The exceptional experience provided in this program is one reason so many students choose to pursue a management degree at the U of L.
Through this opportunity, students learn that success is not always about making money, that it’s much more broadly defined and that you are always part of a community, no matter where you are in your career.
The IME program lets you try out your major, test your theoretical knowledge and determine which environment suits you best.
It is a great step to help you with our Co-op Program. Many IME students take advantage of their experience in the Program to obtain and succeed in Co-op placements. Why not integrate your knowledge and gain an integrative perspective from the outset? In terms of tuition dollars, that’s good value!
Students must take two (six-credit hour) modules: Mgt 3091 (the equivalent of taking Management 3031 and 3061) and Mgt 3092 (the equivalent of Management 3050 and 3650). Students may also receive credit for Management 3080 or management electives.
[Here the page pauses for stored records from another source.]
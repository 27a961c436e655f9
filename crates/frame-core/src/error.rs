//! Error types for frame-consistency analysis
//!
//! Provides a unified error type for all frame-consistency crates.

use crate::frame::FrameShape;
use thiserror::Error;

/// Reasons a frame is rejected before it can enter a window or filter
#[derive(Error, Debug, Clone, PartialEq)]
pub enum ValidationError {
    /// No frame was supplied
    #[error("frame data is missing")]
    MissingFrame,

    /// Frame is not a 2D grid
    #[error("frame data must be a 2D array, got {ndim}D")]
    NotTwoDimensional { ndim: usize },

    /// Frame has no cells
    #[error("frame data must contain at least one cell")]
    EmptyFrame,

    /// Row-based input with rows of differing length
    #[error("row {row} has {actual} columns, expected {expected}")]
    RaggedRows {
        row: usize,
        expected: usize,
        actual: usize,
    },

    /// Flat input whose length does not fill the requested shape
    #[error("expected {expected} cells, got {actual}")]
    CellCount { expected: usize, actual: usize },

    /// A cell could not be represented as f64
    #[error("cell ({row}, {col}) is not representable as f64")]
    NonNumeric { row: usize, col: usize },

    /// Frame shape differs from the established shape
    #[error("frame shape mismatch: expected {expected}, got {actual}")]
    ShapeMismatch {
        expected: FrameShape,
        actual: FrameShape,
    },
}

/// Core error type for frame-consistency operations
#[derive(Error, Debug)]
pub enum Error {
    /// Frame failed validation
    #[error("Validation error: {0}")]
    Validation(#[from] ValidationError),

    /// Invalid parameter provided to a function
    #[error("Invalid parameter: {0}")]
    InvalidParameter(String),

    /// Numerical computation error
    #[error("Computation error: {0}")]
    Computation(String),

    /// Shared-access or threading error
    #[error("Execution error: {0}")]
    Execution(String),

    /// Other errors
    #[error("Other error: {0}")]
    Other(#[from] anyhow::Error),
}

/// Result type alias using our Error type
pub type Result<T> = std::result::Result<T, Error>;

impl Error {
    /// Create an error for a parameter that must be finite and non-negative
    pub fn negative_or_non_finite(name: &str, value: f64) -> Self {
        Self::InvalidParameter(format!(
            "{name} must be finite and non-negative, got {value}"
        ))
    }

    /// Create an error for a shape mismatch
    pub fn shape_mismatch(expected: FrameShape, actual: FrameShape) -> Self {
        Self::Validation(ValidationError::ShapeMismatch { expected, actual })
    }

    /// Whether this error is a frame validation failure
    pub fn is_validation(&self) -> bool {
        matches!(self, Self::Validation(_))
    }
}

#[cfg(test)]
mod tests {
    use super::*;

    #[test]
    fn test_error_display() {
        let err = Error::from(ValidationError::MissingFrame);
        assert_eq!(err.to_string(), "Validation error: frame data is missing");

        let err = Error::from(ValidationError::NotTwoDimensional { ndim: 3 });
        assert_eq!(
            err.to_string(),
            "Validation error: frame data must be a 2D array, got 3D"
        );

        let err = Error::InvalidParameter("smoothing_factor is NaN".to_string());
        assert_eq!(err.to_string(), "Invalid parameter: smoothing_factor is NaN");

        let err = Error::Computation("spectrum failed".to_string());
        assert_eq!(err.to_string(), "Computation error: spectrum failed");

        let err = Error::Execution("analyzer lock poisoned".to_string());
        assert_eq!(err.to_string(), "Execution error: analyzer lock poisoned");
    }

    #[test]
    fn test_shape_mismatch_display() {
        let err = Error::shape_mismatch(FrameShape::new(64, 64), FrameShape::new(32, 64));
        assert_eq!(
            err.to_string(),
            "Validation error: frame shape mismatch: expected 64x64, got 32x64"
        );
        assert!(err.is_validation());
    }

    #[test]
    fn test_ragged_rows_display() {
        let err = ValidationError::RaggedRows {
            row: 2,
            expected: 4,
            actual: 3,
        };
        assert_eq!(err.to_string(), "row 2 has 3 columns, expected 4");
    }

    #[test]
    fn test_parameter_helper() {
        let err = Error::negative_or_non_finite("noise_threshold", -1.0);
        assert_eq!(
            err.to_string(),
            "Invalid parameter: noise_threshold must be finite and non-negative, got -1"
        );
        assert!(!err.is_validation());
    }

    #[test]
    fn test_error_from_anyhow() {
        let anyhow_err = anyhow::anyhow!("custom error message");
        let err: Error = anyhow_err.into();

        match err {
            Error::Other(_) => {
                assert!(err.to_string().contains("custom error message"));
            }
            _ => panic!("Wrong error type"),
        }
    }
}
//! # Frame Spectrum
//!
//! FFT-based power spectra for the per-cell time series of a sensor window,
//! built on RustFFT.
//!
//! The noise analysis of a frame window needs, for every cell, the index of
//! the strongest non-DC frequency bin of that cell's time series. Done one
//! series at a time this means one FFT call per cell. [`PowerSpectrum`]
//! plans the transform once for a given series length and can then run it
//! over a single contiguous buffer holding every series back to back, which
//! is what [`PowerSpectrum::dominant_frequencies`] does.
//!
//! ## Conventions
//!
//! - The power spectrum of `x` is `|FFT(x)|²`, unnormalized.
//! - The dominant bin is searched over `1..len/2`, so the DC term and the
//!   upper half of the spectrum are never selected. Ties resolve to the
//!   lowest bin.
//! - A dominant frequency is reported in cycles per sample: `bin / len`.
//!
//! ## Basic Usage
//!
//! ```rust
//! use frame_spectrum::PowerSpectrum;
//!
//! let n = 64;
//! let signal: Vec<f64> = (0..n)
//!     .map(|i| (2.0 * std::f64::consts::PI * 8.0 * i as f64 / n as f64).sin())
//!     .collect();
//!
//! let spectrum = PowerSpectrum::new(n);
//! assert_eq!(spectrum.dominant_bin(&signal).unwrap(), 8);
//! assert_eq!(spectrum.dominant_frequency(&signal).unwrap(), 0.125);
//! ```
//!
//! ## Batched Usage
//!
//! ```rust
//! use frame_spectrum::PowerSpectrum;
//!
//! // Three series of length 16, stored back to back
//! let mut series = vec![0.0; 48];
//! for i in 0..16 {
//!     series[16 + i] = (2.0 * std::f64::consts::PI * 2.0 * i as f64 / 16.0).cos();
//!     series[32 + i] = (2.0 * std::f64::consts::PI * 5.0 * i as f64 / 16.0).cos();
//! }
//!
//! let spectrum = PowerSpectrum::new(16);
//! let frequencies = spectrum.dominant_frequencies(&series).unwrap();
//! assert_eq!(frequencies[1], 2.0 / 16.0);
//! assert_eq!(frequencies[2], 5.0 / 16.0);
//! ```

use num_complex::Complex;
use rustfft::{Fft, FftPlanner};
use std::sync::Arc;
use thiserror::Error;

#[cfg(feature = "parallel")]
use rayon::prelude::*;

/// Shortest series with a non-empty dominant-bin search range (`1..len/2`)
pub const MIN_DOMINANT_LENGTH: usize = 4;

/// Error types for spectrum operations
#[derive(Error, Debug, Clone, PartialEq)]
pub enum SpectrumError {
    /// Signal length doesn't match the planned length
    #[error("Signal length mismatch: expected {expected}, got {actual}")]
    LengthMismatch { expected: usize, actual: usize },

    /// Signal is too short to have a non-DC search range
    #[error("Signal too short for analysis: {length} samples")]
    SignalTooShort { length: usize },

    /// Batched input is not a whole number of series
    #[error("Batch of {total} samples is not a non-empty multiple of series length {length}")]
    BatchLength { length: usize, total: usize },
}

/// Result type for spectrum operations
pub type SpectrumResult<T> = Result<T, SpectrumError>;

/// Forward-FFT power spectrum processor for series of one fixed length
///
/// The FFT plan is built once in [`PowerSpectrum::new`] and reused by every
/// call, including the batched ones.
#[derive(Clone)]
pub struct PowerSpectrum {
    length: usize,
    fft: Arc<dyn Fft<f64>>,
}

impl std::fmt::Debug for PowerSpectrum {
    fn fmt(&self, f: &mut std::fmt::Formatter<'_>) -> std::fmt::Result {
        f.debug_struct("PowerSpectrum")
            .field("length", &self.length)
            .finish()
    }
}

impl PowerSpectrum {
    /// Plan a forward transform for series of `length` samples
    pub fn new(length: usize) -> Self {
        let mut planner = FftPlanner::<f64>::new();
        let fft = planner.plan_fft_forward(length);
        Self { length, fft }
    }

    /// Series length this processor was planned for
    pub fn len(&self) -> usize {
        self.length
    }

    pub fn is_empty(&self) -> bool {
        self.length == 0
    }

    /// Full power spectrum `|FFT(signal)|²` of one series
    pub fn power(&self, signal: &[f64]) -> SpectrumResult<Vec<f64>> {
        self.check_length(signal)?;
        let spectrum = self.transform(signal);
        Ok(spectrum.iter().map(|c| c.norm_sqr()).collect())
    }

    /// Index of the strongest bin in `1..len/2`
    pub fn dominant_bin(&self, signal: &[f64]) -> SpectrumResult<usize> {
        self.check_length(signal)?;
        self.check_searchable()?;
        Ok(dominant_bin_of(&self.transform(signal)))
    }

    /// Dominant bin divided by the series length
    pub fn dominant_frequency(&self, signal: &[f64]) -> SpectrumResult<f64> {
        Ok(self.dominant_bin(signal)? as f64 / self.length as f64)
    }

    /// Dominant frequency of every series in a back-to-back buffer
    ///
    /// `series` holds `k` series of `len()` samples each, series-major. The
    /// whole buffer is transformed through the single planned FFT, and the
    /// result has one frequency per series, in input order. Each value is
    /// identical to what [`PowerSpectrum::dominant_frequency`] returns for
    /// that series alone.
    pub fn dominant_frequencies(&self, series: &[f64]) -> SpectrumResult<Vec<f64>> {
        if self.length == 0 || series.is_empty() || series.len() % self.length != 0 {
            return Err(SpectrumError::BatchLength {
                length: self.length,
                total: series.len(),
            });
        }
        self.check_searchable()?;

        let mut buffer: Vec<Complex<f64>> =
            series.iter().map(|&x| Complex::new(x, 0.0)).collect();

        // RustFFT treats a buffer of k * len samples as k independent transforms
        #[cfg(not(feature = "parallel"))]
        self.fft.process(&mut buffer);

        #[cfg(feature = "parallel")]
        buffer
            .par_chunks_mut(self.length)
            .for_each(|chunk| self.fft.process(chunk));

        let norm = self.length as f64;
        Ok(buffer
            .chunks(self.length)
            .map(|spectrum| dominant_bin_of(spectrum) as f64 / norm)
            .collect())
    }

    fn transform(&self, signal: &[f64]) -> Vec<Complex<f64>> {
        let mut buffer: Vec<Complex<f64>> =
            signal.iter().map(|&x| Complex::new(x, 0.0)).collect();
        self.fft.process(&mut buffer);
        buffer
    }

    fn check_length(&self, signal: &[f64]) -> SpectrumResult<()> {
        if signal.len() != self.length {
            return Err(SpectrumError::LengthMismatch {
                expected: self.length,
                actual: signal.len(),
            });
        }
        Ok(())
    }

    fn check_searchable(&self) -> SpectrumResult<()> {
        if self.length < MIN_DOMINANT_LENGTH {
            return Err(SpectrumError::SignalTooShort {
                length: self.length,
            });
        }
        Ok(())
    }
}

/// First bin of maximal power in `1..len/2`
fn dominant_bin_of(spectrum: &[Complex<f64>]) -> usize {
    let half = spectrum.len() / 2;
    let mut best_bin = 1;
    let mut best_power = f64::NEG_INFINITY;
    for (bin, value) in spectrum.iter().enumerate().take(half).skip(1) {
        let power = value.norm_sqr();
        if power > best_power {
            best_power = power;
            best_bin = bin;
        }
    }
    best_bin
}
//! Welcome / start handling.
//!
//! Users reach this on `/`-prefixed commands or anything fuzzy-matching
//! "start". Welcome traffic is never persisted as a ticket event.

use std::path::Path;
use std::sync::Arc;

use teloxide::prelude::*;
use teloxide::types::{InputFile, ParseMode};
use tracing::{info, warn};

use crate::context::IngressContext;

/// Minimum Levenshtein ratio for a message to count as "start".
const START_SIMILARITY: f64 = 0.7;

/// Fuzzy check for start-like messages ("start", "Strat", "/start!").
pub fn is_similar_to_start(text: &str) -> bool {
    let cleaned = text
        .trim()
        .to_lowercase()
        .trim_start_matches(['/', '#', '!', '@', '$', '%', '&', '*'])
        .to_string();
    if cleaned.is_empty() {
        return false;
    }
    strsim::normalized_damerau_levenshtein(&cleaned, "start") >= START_SIMILARITY
}

fn rejection_text(bot_username: &str) -> String {
    format!(
        "🇬🇧 <b>Access Denied</b>\n\
         You must have an active order with @{bot_username} to use this support bot.\n\
         Please place an order first and then try again!\n\n\
         🇱🇻 <b>Piekļuve liegta</b>\n\
         Jums jābūt aktīvam pasūtījumam ar @{bot_username}, lai izmantotu šo atbalsta botu.\n\
         Lūdzu, vispirms veiciet pasūtījumu un mēģiniet vēlreiz!\n\n\
         🇷🇺 <b>Доступ запрещён</b>\n\
         У вас должен быть активный заказ в @{bot_username}, чтобы использовать этот бот поддержки.\n\
         Пожалуйста, сначала сделайте заказ и попробуйте снова!"
    )
}

fn welcome_text(bot_username: &str) -> String {
    format!(
        "🇬🇧 <b>Welcome to Support!</b>\n\
         Please describe your issue with @{bot_username}. You can attach a photo or video if needed.\n\n\
         🇱🇻 <b>Sveiki!</b>\n\
         Lūdzu, aprakstiet savu problēmu ar @{bot_username}. Varat pievienot foto vai video.\n\n\
         🇷🇺 <b>Добро пожаловать в поддержку!</b>\n\
         Опишите вашу проблему с @{bot_username}. При необходимости прикрепите фото или видео."
    )
}

/// The only user-visible failure message in the system.
const SOMETHING_WENT_WRONG: &str = "🇬🇧 <b>Oops!</b> Something went wrong. Please try again later.\n\n\
     🇱🇻 <b>Ak vai!</b> Kaut kas nogāja greizi. Lūdzu, mēģiniet vēlreiz vēlāk.\n\n\
     🇷🇺 <b>Ой!</b> Что-то пошло не так. Пожалуйста, попробуйте снова позже.";

/// Answer a start-like message: reject strangers, greet known users.
pub async fn handle_start(
    bot: Bot,
    msg: Message,
    ctx: Arc<IngressContext>,
) -> ResponseResult<()> {
    let Some(from) = msg.from.as_ref() else {
        return Ok(());
    };
    let user_id = from.id.0 as i64;
    let bot_username = ctx.settings.get().bot_username;

    let has_records = match ctx.store.has_drops(user_id) {
        Ok(has) => has,
        Err(e) => {
            warn!(user_id, error = %e, "welcome lookup failed");
            bot.send_message(msg.chat.id, SOMETHING_WENT_WRONG)
                .parse_mode(ParseMode::Html)
                .await?;
            return Ok(());
        }
    };

    if !has_records {
        bot.send_message(msg.chat.id, rejection_text(&bot_username))
            .parse_mode(ParseMode::Html)
            .await?;
        info!(user_id, "welcome denied, no orders on file");
        return Ok(());
    }

    let photo = Path::new(&ctx.config.engine.data_dir).join("welcome.jpg");
    let sent = bot
        .send_photo(msg.chat.id, InputFile::file(photo))
        .caption(welcome_text(&bot_username))
        .parse_mode(ParseMode::Html)
        .await;
    if sent.is_err() {
        // Image missing or upload failed — the text still has to go out.
        bot.send_message(msg.chat.id, welcome_text(&bot_username))
            .parse_mode(ParseMode::Html)
            .await?;
    }

    info!(user_id, "welcome sent");
    Ok(())
}

#[cfg(test)]
mod tests {
    use super::*;

    #[test]
    fn exact_and_decorated_start_match() {
        assert!(is_similar_to_start("start"));
        assert!(is_similar_to_start("  START "));
        assert!(is_similar_to_start("/start"));
        assert!(is_similar_to_start("#start"));
    }

    #[test]
    fn close_typos_match() {
        assert!(is_similar_to_start("strat"));
        assert!(is_similar_to_start("starta"));
    }

    #[test]
    fn unrelated_text_does_not_match() {
        assert!(!is_similar_to_start("hello"));
        assert!(!is_similar_to_start("i lost my drop"));
        assert!(!is_similar_to_start(""));
        assert!(!is_similar_to_start("///"));
    }
}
IME allows you to apply your theoretical knowledge as you study. Because you work in modules, you might have a lecture on Monday then find yourself applying that knowledge on Thursday. The IME program lends a higher degree of immediacy to your studies.
At the beginning of the spring semester each group has an opportunity to pitch their ideas for a community project. After all of the presentations have been made, everyone votes on whose plan will be implemented. Those on the winning team become project managers, responsible for assigning various organizational tasks to the rest of the class. Proceeds from the community project go to a designated non-profit organization.
Projects are chosen on the basis of their integrative content; the potential to provide students with a more complete understanding of business processes in the context of solving business problems. A program coordinator provides ongoing support throughout the process.